Help Center/ MapReduce Service/ User Guide/ MRS Cluster O&M/ MRS Cluster Alarm Handling Reference/ ALM-19035 Size of the RegionServer Call Queue Exceeds the Threshold
Updated on 2024-11-13 GMT+08:00

ALM-19035 Size of the RegionServer Call Queue Exceeds the Threshold

Alarm Description

The system checks the size of the RegionServer call queue for each HBase service every 30 seconds. This alarm is generated when the call queue of a RegionServer instance is bigger than the threshold for 10 consecutive times.

This alarm is cleared when the call queue of a RegionServer instance is no bigger than the threshold.

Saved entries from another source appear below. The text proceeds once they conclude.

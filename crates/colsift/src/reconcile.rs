//! Suppressing false-positive column differences between an ORM model and
//! a live database.
//!
//! A model and a database catalog routinely describe the same column in
//! different words. Comparing them naively reports differences that would
//! turn into pointless (or harmful) migrations:
//!
//! - **Position.** The model has no notion of column order, so an `order`
//!   difference is always bookkeeping, never a schema change.
//! - **Type aliases.** The model says `int4` or `varchar(255)` where the
//!   catalog says `integer` or `character varying(255)`. Both tokens are
//!   resolved against the *database's* dialect and compared canonically.
//! - **Computed defaults.** Databases fill in defaults such as
//!   `CURRENT_TIMESTAMP` that the model cannot express. A model with no
//!   default facing a database function default is not a difference. The
//!   reverse (model function, database literal or nothing) still is.
//!
//! These rules only hold when exactly one side is model-derived. Between two
//! databases, or two models, every difference is left alone.

use crate::Result;
use crate::change::Change;
use crate::database::{CompareContext, Database, ModelSide, ObjectKind};
use crate::differences::{AttributeValue, ObjectDifferences, fields};
use crate::generator::{ChangedColumnGenerator, GenericColumnGenerator, Priority};
use colsift_schema::{Column, Dialect, TypeResolver};
use tracing::{debug, trace};

/// Attributes whose differences are never meaningful against a model.
const IGNORED_DIFFERENCE_FIELDS: &[&str] = &[fields::ORDER];

/// Remove differences that are artifacts of comparing a model to a database.
///
/// `dialect` must be the dialect of the database-derived side: both recorded
/// types are interpreted as tokens of that dialect. Does nothing when
/// `model_side` is `None`.
///
/// Fails only if the resolver rejects one of the recorded types, in which
/// case the resolver's error is returned unchanged.
pub fn reconcile(
    differences: &mut ObjectDifferences,
    model_side: Option<ModelSide>,
    dialect: Dialect,
    resolver: &dyn TypeResolver,
) -> Result<()> {
    let Some(model_side) = model_side else {
        trace!("both or neither side is model-derived, nothing to reconcile");
        return Ok(());
    };

    for field in IGNORED_DIFFERENCE_FIELDS {
        if differences.remove(field).is_some() {
            debug!(field, "ignoring difference the model cannot express");
        }
    }

    if let Some(difference) = differences.get(fields::TYPE)
        && let (AttributeValue::Type(reference), AttributeValue::Type(compared)) =
            (&difference.reference, &difference.compared)
    {
        let reference_type = resolver.resolve(reference, dialect)?;
        let compared_type = resolver.resolve(compared, dialect)?;
        if reference_type == compared_type {
            debug!(
                %reference,
                %compared,
                canonical = %reference_type,
                %dialect,
                "type difference is an alias"
            );
            differences.remove(fields::TYPE);
        } else {
            trace!(%reference_type, %compared_type, "type difference is real");
        }
    }

    if let Some(difference) = differences.get(fields::DEFAULT_VALUE) {
        let (model, database) = match model_side {
            ModelSide::Reference => (&difference.reference, &difference.compared),
            ModelSide::Compared => (&difference.compared, &difference.reference),
        };
        if model.is_null() && database.is_function_default() {
            debug!(default = %database, "database-computed default has no model equivalent");
            differences.remove(fields::DEFAULT_VALUE);
        }
    }

    Ok(())
}

/// Applies [`reconcile`] to changed columns, then hands the remaining
/// differences to a fallback generator.
///
/// Registered above [`GenericColumnGenerator`] for columns. The fallback is
/// always invoked, whether or not reconciliation was active or removed
/// anything.
pub struct ModelColumnGenerator {
    fallback: Box<dyn ChangedColumnGenerator>,
}

impl ModelColumnGenerator {
    pub fn with_fallback(fallback: impl ChangedColumnGenerator + 'static) -> Self {
        Self {
            fallback: Box::new(fallback),
        }
    }
}

impl Default for ModelColumnGenerator {
    fn default() -> Self {
        Self::with_fallback(GenericColumnGenerator)
    }
}

impl ChangedColumnGenerator for ModelColumnGenerator {
    fn name(&self) -> &'static str {
        "model-column"
    }

    fn priority(&self, kind: ObjectKind, _database: &Database) -> Priority {
        match kind {
            ObjectKind::Column => Priority::Additional,
            _ => Priority::None,
        }
    }

    fn fix_changed(
        &self,
        reference: &Column,
        compared: &Column,
        differences: &mut ObjectDifferences,
        ctx: &CompareContext<'_>,
    ) -> Result<Vec<Change>> {
        {
            let _span = tracing::debug_span!("reconcile", column = %reference.name).entered();
            reconcile(
                differences,
                ctx.model_side(),
                ctx.database_dialect(),
                ctx.resolver,
            )?;
        }
        self.fallback
            .fix_changed(reference, compared, differences, ctx)
    }
}

impl std::fmt::Debug for ModelColumnGenerator {
    fn fmt(&self, f: &mut std::fmt::Formatter<'_>) -> std::fmt::Result {
        f.debug_struct("ModelColumnGenerator")
            .field("fallback", &self.fallback.name())
            .finish()
    }
}
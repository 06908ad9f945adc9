use std::fmt;

/// A database product whose type names and quoting rules we understand.
#[derive(Debug, Clone, Copy, PartialEq, Eq, Hash)]
pub enum Dialect {
    Postgres,
    MySql,
    Sqlite,
}

impl Dialect {
    /// Quote an identifier for this dialect, doubling any embedded quote.
    pub fn quote_ident(&self, name: &str) -> String {
        let quote = match self {
            Dialect::Postgres | Dialect::Sqlite => '"',
            Dialect::MySql => '`',
        };
        let mut out = String::with_capacity(name.len() + 2);
        out.push(quote);
        for c in name.chars() {
            if c == quote {
                out.push(quote);
            }
            out.push(c);
        }
        out.push(quote);
        out
    }
}

impl fmt::Display for Dialect {
    fn fmt(&self, f: &mut fmt::Formatter<'_>) -> fmt::Result {
        match self {
            Dialect::Postgres => write!(f, "postgresql"),
            Dialect::MySql => write!(f, "mysql"),
            Dialect::Sqlite => write!(f, "sqlite"),
        }
    }
}
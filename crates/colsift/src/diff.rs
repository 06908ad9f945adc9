//! Column diffing.
//!
//! Compares two descriptions of the same column attribute by attribute and
//! records every raw mismatch. No judgement is applied here: a model that
//! says `varchar(255)` and a catalog that says `character varying(255)`
//! produce a `type` difference. Deciding which differences matter is the
//! job of the generators in [`crate::generator`] and [`crate::reconcile`].

use crate::differences::{Difference, ObjectDifferences, fields};
use colsift_schema::Column;

/// Diff two columns with the same name.
pub fn compare_column(reference: &Column, compared: &Column) -> ObjectDifferences {
    let mut differences = ObjectDifferences::new();

    if reference.position != compared.position {
        differences.add(Difference::new(
            fields::ORDER,
            reference.position,
            compared.position,
        ));
    }

    if !reference.data_type.same_token(&compared.data_type) {
        differences.add(Difference::new(
            fields::TYPE,
            reference.data_type.clone(),
            compared.data_type.clone(),
        ));
    }

    if reference.nullable != compared.nullable {
        differences.add(Difference::new(
            fields::NULLABLE,
            reference.nullable,
            compared.nullable,
        ));
    }

    if reference.default != compared.default {
        differences.add(Difference::new(
            fields::DEFAULT_VALUE,
            reference.default.clone(),
            compared.default.clone(),
        ));
    }

    if reference.auto_increment != compared.auto_increment {
        differences.add(Difference::new(
            fields::AUTO_INCREMENT,
            reference.auto_increment,
            compared.auto_increment,
        ));
    }

    differences
}

#[cfg(test)]
mod tests {
    use super::*;
    use crate::differences::AttributeValue;
    use colsift_schema::{DataType, DefaultValue};

    #[test]
    fn test_identical_columns() {
        let col = Column::new("email", DataType::with_params("varchar", [255])).not_null();
        assert!(compare_column(&col, &col).is_empty());
    }

    #[test]
    fn test_type_case_is_not_a_difference() {
        let a = Column::new("email", DataType::with_params("VARCHAR", [255]));
        let b = Column::new("email", DataType::with_params("varchar", [255]));
        assert!(compare_column(&a, &b).is_empty());
    }

    #[test]
    fn test_every_attribute() {
        let model = Column::new("created_at", DataType::new("timestamp")).not_null();
        let db = Column::new("created_at", DataType::new("timestamp without time zone"))
            .with_default(DefaultValue::function("now()"))
            .at_position(4)
            .auto_increment();

        let diffs = compare_column(&model, &db);
        assert_eq!(
            diffs.fields().collect::<Vec<_>>(),
            vec![
                fields::ORDER,
                fields::TYPE,
                fields::NULLABLE,
                fields::DEFAULT_VALUE,
                fields::AUTO_INCREMENT,
            ]
        );

        let order = diffs.get(fields::ORDER).unwrap();
        assert_eq!(order.reference, AttributeValue::Null);
        assert_eq!(order.compared, AttributeValue::Int(4));

        let default = diffs.get(fields::DEFAULT_VALUE).unwrap();
        assert!(default.reference.is_null());
        assert!(default.compared.is_function_default());
    }
}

This alarm applies only to MRS 3.3.1 or later.

Alarm Attributes

Alarm ID

Alarm Severity

Auto Cleared

19035

  • Critical (default threshold: 800 MB)
  • Major (default threshold: 600 MB)

Yes

Alarm Parameters

Type

Parameter

Description

Location Information

Source

Specifies the cluster for which the alarm was generated.

ServiceName

Specifies the service for which the alarm was generated.

RoleName

Specifies the role for which the alarm was generated.

HostName

Specifies the host for which the alarm was generated.

Additional Information

Threshold

Specifies the threshold for generating the alarm.

Impact on the System

Request queues are stacked, and the RegionServer memory GC pressure increases. As a result, the response time of read requests increases. For latency-sensitive services, a large number of service read requests may time out.

Possible Causes

  • The RegionServer heap memory configuration is improper.
  • A slow disk fault occurred.
  • The RegionServer configuration is improper.
  • Regions of RegionServers are not evenly distributed and hotspotting occurred.
  • The latency of WAL Sync operations is high.

Handling Procedure

  1. Log in to FusionInsight Manager and choose O&M. In the navigation pane on the left, choose Alarm > Alarms. On the page that is displayed, locate the row containing the alarm whose Alarm ID is 19035, and view the service instance and host name in Location.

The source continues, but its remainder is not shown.